Mi correggo. Non voglio scrivere qui delle persone, ogni persona una storia, che cercano in Europa rifugio. Ora voglio scrivere dell'autunno e della grande saggezza dei castagni. E dell'ascolto che dobbiamo dare al loro insegnamento.

Il castagno

Rotolano i ricci, che custodiscono
le castagne, giù per i pendii: tondi
sono proprio per rotolare. Tentano
di frenare con le loro infinite
zampette irsute. E tonfano
dai rami più alti, volano al suolo
senza tradire paura. La loro
perfezione è questa e un poco aprirsi
come dare alla luce le sorelle:
tre castagne luminose tremanti,
aggrappate le une alle altre, aggrappate
al riccio, che - pensano - le ha tradite,
nel metterle al mondo e mostrarle al mondo.
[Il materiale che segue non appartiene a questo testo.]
pub mod client;
pub mod error;
pub mod field_resolver;
pub mod models;
pub mod normalize;
pub mod query;
pub mod replay;
pub mod settings;
pub mod snapshot;
pub mod time_util;

pub use client::{Auth, IssueSearch, JiraClient, JiraConfig};
pub use error::Error;
pub use models::*;

// Field resolution / normalization re-exports
pub use field_resolver::FieldMapping;
pub use normalize::{FieldValue, ValueNormalizer, normalize_value, parse_date_like};

// Changelog replay re-exports
pub use replay::{SizeChanges, StatusChanges, iter_changes, iter_size_changes};
pub use snapshot::{SizeSnapshot, StatusSnapshot};

// Query re-exports
pub use query::{IssueBatch, QueryCriteria, QueryManager, build_jql, fetch_all};
pub use settings::QuerySettings;

pub use time_util::{parse_jira_timestamp, strip_time, to_datetime};
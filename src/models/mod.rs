pub mod field;
pub mod issue;
pub mod search;
pub mod status;

pub use field::*;
pub use issue::*;
pub use search::*;
pub use status::*;
#[cfg(test)]
mod tests {
    use super::*;
    use chrono::{TimeZone, Utc};
    use serde_json::json;

    fn issue_with(changelog: Option<serde_json::Value>) -> Issue {
        let mut raw = json!({
            "id": "10000",
            "key": "TEST-1",
            "fields": {
                "status": {"name": "Done"},
                "created": "2024-01-01T00:00:00.000+0000",
                "customfield_10002": 8.0
            }
        });
        if let Some(changelog) = changelog {
            raw["changelog"] = changelog;
        }
        serde_json::from_value(raw).unwrap()
    }

    fn item(field: &str, from: Option<&str>, to: Option<&str>) -> serde_json::Value {
        json!({
            "field": field,
            "from": from.map(|_| "id"),
            "fromString": from,
            "to": to.map(|_| "id"),
            "toString": to
        })
    }

    fn history(created: &str, items: Vec<serde_json::Value>) -> serde_json::Value {
        json!({"id": created, "created": created, "items": items})
    }

    #[test]
    fn test_missing_changelog_yields_nothing() {
        let issue = issue_with(None);

        assert_eq!(iter_changes(&issue, true).count(), 0);
        assert_eq!(
            iter_size_changes(&issue, "Story Points", Some("customfield_10002")).count(),
            0
        );
    }

    #[test]
    fn test_empty_changelog_yields_creation_only() {
        // Given: 一度も変更されていない課題
        let issue = issue_with(Some(json!({"histories": []})));

        // When: 再生
        let statuses: Vec<_> = iter_changes(&issue, true).collect();
        let sizes: Vec<_> = iter_size_changes(&issue, "Story Points", Some("customfield_10002")).collect();

        // Then: 現在値を作成時の値とする作成スナップショットのみ
        assert_eq!(statuses.len(), 1);
        assert!(statuses[0].is_creation());
        assert_eq!(statuses[0].status.as_deref(), Some("Done"));
        assert_eq!(statuses[0].resolution, None);
        assert!(!statuses[0].is_resolved);
        assert_eq!(
            statuses[0].date,
            Utc.with_ymd_and_hms(2024, 1, 1, 0, 0, 0).unwrap()
        );

        assert_eq!(sizes.len(), 1);
        assert!(sizes[0].is_creation());
        assert_eq!(sizes[0].size.as_deref(), Some("8.0"));
    }

    #[test]
    fn test_status_and_resolution_in_same_history() {
        // Given: 同じhistoryでステータス変更と解決状況の設定
        let issue = issue_with(Some(json!({"histories": [
            history("2024-01-02T10:00:00.000+0000", vec![
                item("status", Some("Open"), Some("In Progress")),
                item("resolution", None, Some("Fixed")),
            ]),
        ]})));

        // When: 解決状況の変更も含めて再生
        let snapshots: Vec<_> = iter_changes(&issue, true).collect();

        // Then: ステータス変更時点で既に解決済み扱い
        assert_eq!(snapshots.len(), 3);
        assert_eq!(snapshots[0].status.as_deref(), Some("Open"));
        assert!(!snapshots[0].is_resolved);

        assert_eq!(snapshots[1].change.as_deref(), Some("status"));
        assert_eq!(snapshots[1].status.as_deref(), Some("In Progress"));
        assert!(snapshots[1].is_resolved);
        assert_eq!(snapshots[1].resolution.as_deref(), Some("Fixed"));

        assert_eq!(snapshots[2].change.as_deref(), Some("resolution"));
        assert_eq!(snapshots[2].status.as_deref(), Some("In Progress"));
        assert_eq!(snapshots[2].resolution.as_deref(), Some("Fixed"));
        assert!(snapshots[2].is_resolved);
    }

    #[test]
    fn test_resolution_first_is_visible_on_status_snapshot() {
        let issue = issue_with(Some(json!({"histories": [
            history("2024-01-02T10:00:00.000+0000", vec![
                item("resolution", None, Some("Fixed")),
                item("status", Some("Open"), Some("In Progress")),
            ]),
        ]})));

        let snapshots: Vec<_> = iter_changes(&issue, true).collect();

        assert_eq!(snapshots.len(), 3);
        assert_eq!(snapshots[2].change.as_deref(), Some("status"));
        assert_eq!(snapshots[2].resolution.as_deref(), Some("Fixed"));
        assert!(snapshots[2].is_resolved);
    }

    #[test]
    fn test_resolution_changes_can_be_excluded() {
        let issue = issue_with(Some(json!({"histories": [
            history("2024-01-02T10:00:00.000+0000", vec![
                item("resolution", None, Some("Fixed")),
                item("status", Some("Open"), Some("Done")),
            ]),
        ]})));

        let snapshots: Vec<_> = iter_changes(&issue, false).collect();

        assert_eq!(snapshots.len(), 2);
        assert_eq!(snapshots[1].change.as_deref(), Some("status"));
        assert_eq!(snapshots[1].resolution.as_deref(), Some("Fixed"));
        assert!(snapshots[1].is_resolved);
    }

    #[test]
    fn test_resolution_set_and_cleared_in_same_history() {
        // Given: 同じhistoryで解決状況を設定してすぐにクリア
        let issue = issue_with(Some(json!({"histories": [
            history("2024-01-02T10:00:00.000+0000", vec![
                item("status", Some("Open"), Some("Done")),
                item("resolution", None, Some("Fixed")),
                item("resolution", Some("Fixed"), None),
            ]),
        ]})));

        // When: 解決状況の変更も含めて再生
        let snapshots: Vec<_> = iter_changes(&issue, true).collect();

        // Then: 最後の変更がクリアなので解決済みにはならない
        assert_eq!(snapshots.len(), 4);
        assert!(snapshots.iter().all(|s| !s.is_resolved));
        assert_eq!(snapshots[1].change.as_deref(), Some("status"));
        assert_eq!(snapshots[1].resolution, None);
        assert_eq!(snapshots[2].resolution.as_deref(), Some("Fixed"));
        assert_eq!(snapshots[3].resolution, None);
    }

    #[test]
    fn test_last_resolution_change_in_history_decides_resolved() {
        // Given: クリア -> ステータス変更 -> 再設定 の順に並んだhistory
        let issue = issue_with(Some(json!({"histories": [
            history("2024-01-02T10:00:00.000+0000", vec![
                item("resolution", Some("Fixed"), None),
                item("status", Some("Open"), Some("Done")),
                item("resolution", None, Some("Done")),
            ]),
        ]})));

        // When: ステータス変更のみ / 解決状況の変更も含めて再生
        let statuses: Vec<_> = iter_changes(&issue, false).collect();
        let all: Vec<_> = iter_changes(&issue, true).collect();

        // Then: ステータス変更の時点で解決済み
        assert_eq!(statuses.len(), 2);
        assert_eq!(statuses[1].change.as_deref(), Some("status"));
        assert!(statuses[1].is_resolved);

        let flags: Vec<_> = all.iter().map(|s| s.is_resolved).collect();
        assert_eq!(flags, vec![false, true, true, true]);
        assert_eq!(all[3].resolution.as_deref(), Some("Done"));
    }

    #[test]
    fn test_creation_status_comes_from_first_status_change() {
        // Given: 無関係な変更を挟んだ複数のステータス変更
        let issue = issue_with(Some(json!({"histories": [
            history("2024-01-02T10:00:00.000+0000", vec![
                item("assignee", None, Some("Jane Doe")),
            ]),
            history("2024-01-03T10:00:00.000+0000", vec![
                item("status", Some("Backlog"), Some("In Progress")),
            ]),
            history("2024-01-04T10:00:00.000+0000", vec![
                item("summary", Some("old"), Some("new")),
                item("status", Some("In Progress"), Some("Done")),
            ]),
        ]})));

        let snapshots: Vec<_> = iter_changes(&issue, true).collect();

        let statuses: Vec<_> = snapshots.iter().map(|s| s.status.as_deref()).collect();
        assert_eq!(
            statuses,
            vec![Some("Backlog"), Some("In Progress"), Some("Done")]
        );
        assert_eq!(
            snapshots[2].date,
            Utc.with_ymd_and_hms(2024, 1, 4, 10, 0, 0).unwrap()
        );
    }

    #[test]
    fn test_is_resolved_never_goes_back() {
        // Given: 解決 -> 再オープン（解決状況クリア）
        let issue = issue_with(Some(json!({"histories": [
            history("2024-01-02T10:00:00.000+0000", vec![
                item("status", Some("Open"), Some("Done")),
                item("resolution", None, Some("Fixed")),
            ]),
            history("2024-01-03T10:00:00.000+0000", vec![
                item("status", Some("Done"), Some("Reopened")),
                item("resolution", Some("Fixed"), None),
            ]),
        ]})));

        let snapshots: Vec<_> = iter_changes(&issue, true).collect();

        let flags: Vec<_> = snapshots.iter().map(|s| s.is_resolved).collect();
        assert_eq!(flags, vec![false, true, true, true, true]);
        assert!(flags.windows(2).all(|w| w[0] <= w[1]));
        assert_eq!(snapshots[4].resolution, None);
    }

    #[test]
    fn test_size_replay() {
        let issue = issue_with(Some(json!({"histories": [
            history("2024-01-02T10:00:00.000+0000", vec![
                item("status", Some("Open"), Some("In Progress")),
                item("Story Points", Some("3"), Some("5")),
            ]),
            history("2024-01-05T10:00:00.000+0000", vec![
                item("Story Points", Some("5"), Some("8")),
            ]),
        ]})));

        let sizes: Vec<_> =
            iter_size_changes(&issue, "Story Points", Some("customfield_10002")).collect();

        let values: Vec<_> = sizes.iter().map(|s| s.size.as_deref()).collect();
        assert_eq!(values, vec![Some("3"), Some("5"), Some("8")]);
        assert_eq!(sizes[1].change.as_deref(), Some("Story Points"));
        assert_eq!(
            sizes[2].date,
            Utc.with_ymd_and_hms(2024, 1, 5, 10, 0, 0).unwrap()
        );
    }

    #[test]
    fn test_size_set_after_creation_starts_empty() {
        let issue = issue_with(Some(json!({"histories": [
            history("2024-01-02T10:00:00.000+0000", vec![
                item("Story Points", None, Some("8")),
            ]),
        ]})));

        let sizes: Vec<_> = iter_size_changes(&issue, "Story Points", None).collect();

        assert_eq!(sizes.len(), 2);
        assert_eq!(sizes[0].size, None);
        assert_eq!(sizes[1].size.as_deref(), Some("8"));
    }

    #[test]
    fn test_size_without_mapping_or_changes() {
        let issue = issue_with(Some(json!({"histories": []})));

        let sizes: Vec<_> = iter_size_changes(&issue, "Story Points", None).collect();

        assert_eq!(sizes.len(), 1);
        assert_eq!(sizes[0].size, None);
    }

    #[test]
    fn test_sequences_are_lazy() {
        let issue = issue_with(Some(json!({"histories": [
            history("2024-01-02T10:00:00.000+0000", vec![
                item("status", Some("Open"), Some("In Progress")),
            ]),
            history("2024-01-03T10:00:00.000+0000", vec![
                item("status", Some("In Progress"), Some("Done")),
            ]),
        ]})));

        let mut changes = iter_changes(&issue, true);

        assert!(changes.next().unwrap().is_creation());
        assert_eq!(changes.next().unwrap().status.as_deref(), Some("In Progress"));
        assert_eq!(changes.next().unwrap().status.as_deref(), Some("Done"));
        assert!(changes.next().is_none());
        assert!(changes.next().is_none());
    }
}
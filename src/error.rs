use thiserror::Error;

#[derive(Error, Debug)]
pub enum Error {
    #[error("HTTP request failed: {0}")]
    RequestFailed(#[from] reqwest::Error),

    #[error("JSON parsing failed: {0}")]
    JsonParsing(#[from] serde_json::Error),

    #[error("API error: {status} - {message}")]
    ApiError { status: u16, message: String },

    #[error("Invalid configuration: {0}")]
    InvalidConfiguration(String),

    #[error("Configuration missing: {0}")]
    ConfigurationMissing(String),

    #[error("JIRA field with name `{0}` does not exist (did you try to use the field id instead?)")]
    FieldNotFound(String),

    #[error("IO error: {0}")]
    IoError(#[from] std::io::Error),
}

impl Error {
    /// 初期化を中断すべき設定エラーかどうか
    pub fn is_configuration_error(&self) -> bool {
        matches!(
            self,
            Error::FieldNotFound(_)
                | Error::InvalidConfiguration(_)
                | Error::ConfigurationMissing(_)
        )
    }
}

pub type Result<T> = std::result::Result<T, Error>;
use serde::{Deserialize, Serialize};
use std::collections::{BTreeMap, HashMap};
use std::path::Path;
use tokio::fs;
use tokio::io::AsyncReadExt;

use crate::error::Result;

/// サイズ変更履歴でchangelog側に記録されるデフォルトのフィールド名
pub const DEFAULT_SIZE_FIELD_LABEL: &str = "Story Points";

/// クエリ実行と値の正規化に関する設定
#[derive(Debug, Clone, Serialize, Deserialize, PartialEq)]
#[serde(default)]
pub struct QuerySettings {
    /// 論理フィールド名 -> JIRA上のフィールド表示名
    pub fields: BTreeMap<String, String>,
    /// 論理フィールド名 -> 優先順に並べた既知の値
    pub known_values: HashMap<String, Vec<String>>,
    /// 1ページあたりの取得件数
    pub max_results: u32,
    /// デフォルトの並び順（JQLの ORDER BY 句）
    pub order: String,
    /// デフォルトでchangelogを展開するか
    pub changelog: bool,
    /// サイズ（見積もり）を表す論理フィールド名
    pub size_field: String,
}

impl QuerySettings {
    pub fn new() -> Self {
        Self {
            fields: BTreeMap::new(),
            known_values: HashMap::new(),
            max_results: 500,
            order: "KEY ASC".to_string(),
            changelog: true,
            size_field: "StoryPoints".to_string(),
        }
    }

    pub fn field(mut self, logical_name: impl Into<String>, label: impl Into<String>) -> Self {
        self.fields.insert(logical_name.into(), label.into());
        self
    }

    pub fn known_values(mut self, logical_name: impl Into<String>, values: Vec<String>) -> Self {
        self.known_values.insert(logical_name.into(), values);
        self
    }

    pub fn max_results(mut self, max_results: u32) -> Self {
        self.max_results = max_results;
        self
    }

    pub fn order(mut self, order: impl Into<String>) -> Self {
        self.order = order.into();
        self
    }

    pub fn changelog(mut self, changelog: bool) -> Self {
        self.changelog = changelog;
        self
    }

    pub fn size_field(mut self, logical_name: impl Into<String>) -> Self {
        self.size_field = logical_name.into();
        self
    }

    /// サイズフィールドがchangelogに記録される名前（未設定なら "Story Points"）
    pub fn size_field_label(&self) -> &str {
        self.fields
            .get(&self.size_field)
            .map(String::as_str)
            .unwrap_or(DEFAULT_SIZE_FIELD_LABEL)
    }

    /// JSONファイルから設定を読み込み（省略された項目はデフォルト値）
    pub async fn from_json_file<P: AsRef<Path>>(path: P) -> Result<Self> {
        let mut file = fs::File::open(path.as_ref()).await?;

        let mut contents = String::new();
        file.read_to_string(&mut contents).await?;

        if contents.trim().is_empty() {
            return Ok(Self::default());
        }

        Ok(serde_json::from_str(&contents)?)
    }
}

impl Default for QuerySettings {
    fn default() -> Self {
        Self::new()
    }
}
Raccolgo le castagne sul sentiero
e piano forzo i ricci,
tra noi è pattuito
che si difendano e le dita pungano
se maldestra li tocco.
Tra noi è pattuito
che io lasci delle tre una sorella
sul sentiero perchè sia della terra,
dell'animale selvatico e dia
frutti. Lascio la più piccola: ancora
non sono troppo generosa. Ancora
non ho la forza grande del castagno
che svetta e suona alla brezza d'autunno.